_TASK_. Look through the records below, count the lines with the word "extended", and reply with only the number.

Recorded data
◇ ◇ ◇ ◇ ◇ ◇ ◇

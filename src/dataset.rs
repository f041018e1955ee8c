//! Datasets: N-dimensional typed arrays with whole and partial I/O.
//!
//! Dataset elements are always fixed-width; row-major layout with the last
//! dimension contiguous. Partial I/O moves one rectangular block per call,
//! either through explicit offset/count pairs or through the active
//! selection on a [`SpaceDescriptor`].

use tracing::debug;

use crate::codec;
use crate::datatype::TypeDescriptor;
use crate::dataspace::SpaceDescriptor;
use crate::error::{Result, StoreError};
use crate::handle::Handle;
use crate::store::{AttributeHost, ObjectHandle, Store};
use crate::value::Value;

/// An open dataset.
#[derive(Debug)]
pub struct DataSet<'s> {
    store: &'s Store,
    handle: Handle,
    name: String,
    open: bool,
}

impl<'s> DataSet<'s> {
    pub(crate) fn bind(store: &'s Store, handle: Handle, name: String) -> Self {
        Self {
            store,
            handle,
            name,
            open: true,
        }
    }

    /// Simple name of this dataset.
    pub fn name(&self) -> &str {
        &self.name
    }

    /// The declared element type.
    pub fn dtype(&self) -> Result<TypeDescriptor> {
        self.store
            .with_dataset(self.handle, |dtype, _, _| Ok(dtype.clone()))
    }

    /// The current space (dimensions reflect any extension).
    pub fn space(&self) -> Result<SpaceDescriptor> {
        self.store
            .with_dataset(self.handle, |_, space, _| Ok(space.clone()))
    }

    /// Chunk dimensions recorded at creation, if the dataset is chunked.
    pub fn chunk_dimensions(&self) -> Result<Option<Vec<u64>>> {
        self.store.dataset_chunk_dims(self.handle)
    }

    /// Compression level recorded at creation, if any.
    pub fn compression_level(&self) -> Result<Option<u32>> {
        self.store.dataset_compression(self.handle)
    }

    /// Writes the whole dataset.
    ///
    /// A one-element space takes a scalar value; larger spaces take a
    /// [`Value::Array`] with one entry per element in row-major order.
    pub fn write(&self, value: &Value) -> Result<()> {
        self.store.with_dataset_mut(self.handle, |state| {
            let bytes = codec::encode(value, state.dtype, state.space)?;
            *state.data = bytes;
            Ok(())
        })
    }

    /// Reads the whole dataset.
    pub fn read(&self) -> Result<Value> {
        self.store
            .with_dataset(self.handle, |dtype, space, data| {
                codec::decode(data, dtype, space)
            })
    }

    /// Writes one rectangular block.
    ///
    /// `offset` and `count` must have the dataset's rank, and the block must
    /// lie inside the current extents. The value carries `count.product()`
    /// elements in row-major order.
    pub fn write_slab(&self, offset: &[u64], count: &[u64], value: &Value) -> Result<()> {
        self.store.with_dataset_mut(self.handle, |state| {
            let dims = state.space.current_dims();
            validate_block(&dims, offset, count)?;
            let elem = elem_size(state.dtype)?;
            let block_space = SpaceDescriptor::simple_fixed(count);
            let block = codec::encode(value, state.dtype, &block_space)?;
            for_each_row(&dims, offset, count, elem, |dst, src, len| {
                state.data[dst..dst + len].copy_from_slice(&block[src..src + len]);
            });
            Ok(())
        })
    }

    /// Reads one rectangular block, returned in row-major order.
    pub fn read_slab(&self, offset: &[u64], count: &[u64]) -> Result<Value> {
        self.store
            .with_dataset(self.handle, |dtype, space, data| {
                let dims = space.current_dims();
                validate_block(&dims, offset, count)?;
                let elem = elem_size(dtype)?;
                let total: u64 = count.iter().product();
                let mut block = vec![0u8; elem * total as usize];
                for_each_row(&dims, offset, count, elem, |dst, src, len| {
                    block[src..src + len].copy_from_slice(&data[dst..dst + len]);
                });
                codec::decode(&block, dtype, &SpaceDescriptor::simple_fixed(count))
            })
    }

    /// Writes through a space: the active selection picks the block, no
    /// selection writes the whole dataset.
    pub fn write_with(&self, space: &SpaceDescriptor, value: &Value) -> Result<()> {
        match space.selection() {
            Some(slab) => self.write_slab(&slab.offset, &slab.count, value),
            None => self.write(value),
        }
    }

    /// Reads through a space, honoring its active selection.
    pub fn read_with(&self, space: &SpaceDescriptor) -> Result<Value> {
        match space.selection() {
            Some(slab) => self.read_slab(&slab.offset, &slab.count),
            None => self.read(),
        }
    }

    /// Grows the dataset to `new_dims`. Only chunked datasets can be
    /// extended; new extents must not shrink any dimension and must stay
    /// within each dimension's upper limit. New cells read back as zero.
    pub fn extend(&self, new_dims: &[u64]) -> Result<()> {
        let name = self.name.clone();
        self.store.with_dataset_mut(self.handle, |state| {
            if state.chunk_dims.is_none() {
                return Err(StoreError::NotExtendable(name.clone()));
            }
            let old_dims = state.space.current_dims();
            if new_dims.len() != old_dims.len() {
                return Err(StoreError::ShapeMismatch {
                    expected: old_dims.len() as u64,
                    actual: new_dims.len() as u64,
                });
            }
            for (i, (&old, &(current, max))) in old_dims
                .iter()
                .zip(state.space.dimensions().iter())
                .enumerate()
            {
                debug_assert_eq!(old, current);
                if new_dims[i] < old {
                    return Err(StoreError::ShapeMismatch {
                        expected: old,
                        actual: new_dims[i],
                    });
                }
                if let crate::dataspace::Extent::Fixed(limit) = max {
                    if new_dims[i] > limit {
                        return Err(StoreError::ShapeMismatch {
                            expected: limit,
                            actual: new_dims[i],
                        });
                    }
                }
            }
            let elem = elem_size(state.dtype)?;
            let total: u64 = new_dims.iter().product();
            let mut grown = vec![0u8; elem * total as usize];
            // Remap existing rows into the new layout; new cells stay zero.
            remap_rows(&old_dims, new_dims, elem, state.data, &mut grown);
            *state.data = grown;
            state.space.set_current_dims(new_dims);
            debug!(?new_dims, "extended dataset");
            Ok(())
        })
    }

    /// Closes this dataset handle.
    ///
    /// # Errors
    ///
    /// Returns [`StoreError::AlreadyClosed`] on a second call.
    pub fn close(&mut self) -> Result<()> {
        if !self.open {
            return Err(StoreError::AlreadyClosed(self.handle));
        }
        self.store.close_handle(self.handle)?;
        self.open = false;
        Ok(())
    }
}

impl<'s> ObjectHandle<'s> for DataSet<'s> {
    fn store(&self) -> &'s Store {
        self.store
    }

    fn handle(&self) -> Handle {
        self.handle
    }
}

impl<'s> AttributeHost<'s> for DataSet<'s> {}

impl Drop for DataSet<'_> {
    fn drop(&mut self) {
        if self.open {
            let _ = self.store.close_handle(self.handle);
        }
    }
}

fn elem_size(dtype: &TypeDescriptor) -> Result<usize> {
    dtype
        .byte_size()
        .ok_or_else(|| StoreError::unsupported("variable-length dataset element type"))
}

/// Checks one rectangular block against the current extents.
fn validate_block(dims: &[u64], offset: &[u64], count: &[u64]) -> Result<()> {
    if dims.is_empty() || offset.len() != dims.len() || count.len() != dims.len() {
        return Err(StoreError::ShapeMismatch {
            expected: dims.len() as u64,
            actual: offset.len().max(count.len()) as u64,
        });
    }
    for i in 0..dims.len() {
        let end = offset[i]
            .checked_add(count[i])
            .ok_or(StoreError::ShapeMismatch {
                expected: dims[i],
                actual: u64::MAX,
            })?;
        if end > dims[i] {
            return Err(StoreError::ShapeMismatch {
                expected: dims[i],
                actual: end,
            });
        }
    }
    Ok(())
}

/// Visits each contiguous row of a block, calling `f(dataset_byte_offset,
/// block_byte_offset, row_byte_len)`. The last dimension is contiguous.
fn for_each_row(
    dims: &[u64],
    offset: &[u64],
    count: &[u64],
    elem: usize,
    mut f: impl FnMut(usize, usize, usize),
) {
    let rank = dims.len();
    let row_len = count[rank - 1] as usize * elem;
    if row_len == 0 {
        return;
    }
    // Row-major strides in elements.
    let mut strides = vec![1u64; rank];
    for d in (0..rank - 1).rev() {
        strides[d] = strides[d + 1] * dims[d + 1];
    }
    let mut index = vec![0u64; rank - 1];
    let mut block_pos = 0usize;
    loop {
        let mut linear = offset[rank - 1];
        for d in 0..rank - 1 {
            linear += (offset[d] + index[d]) * strides[d];
        }
        f(linear as usize * elem, block_pos, row_len);
        block_pos += row_len;

        // Odometer over the leading dimensions.
        let mut d = rank - 1;
        loop {
            if d == 0 {
                return;
            }
            d -= 1;
            index[d] += 1;
            if index[d] < count[d] {
                break;
            }
            index[d] = 0;
        }
    }
}

/// Copies a dataset's rows from an old row-major layout to a larger one,
/// leaving newly exposed cells zeroed.
fn remap_rows(old_dims: &[u64], new_dims: &[u64], elem: usize, old: &[u8], new: &mut [u8]) {
    let rank = old_dims.len();
    let row_len = old_dims[rank - 1] as usize * elem;
    if row_len == 0 || old_dims.contains(&0) {
        return;
    }
    let mut old_strides = vec![1u64; rank];
    let mut new_strides = vec![1u64; rank];
    for d in (0..rank - 1).rev() {
        old_strides[d] = old_strides[d + 1] * old_dims[d + 1];
        new_strides[d] = new_strides[d + 1] * new_dims[d + 1];
    }
    let mut index = vec![0u64; rank - 1];
    loop {
        let mut src = 0u64;
        let mut dst = 0u64;
        for d in 0..rank - 1 {
            src += index[d] * old_strides[d];
            dst += index[d] * new_strides[d];
        }
        let src = src as usize * elem;
        let dst = dst as usize * elem;
        new[dst..dst + row_len].copy_from_slice(&old[src..src + row_len]);

        let mut d = rank - 1;
        loop {
            if d == 0 {
                return;
            }
            d -= 1;
            index[d] += 1;
            if index[d] < old_dims[d] {
                break;
            }
            index[d] = 0;
        }
    }
}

◇ ◇ ◇ ◇ ◇ ◇ ◇

_WRITTEN RESPONSE_. 2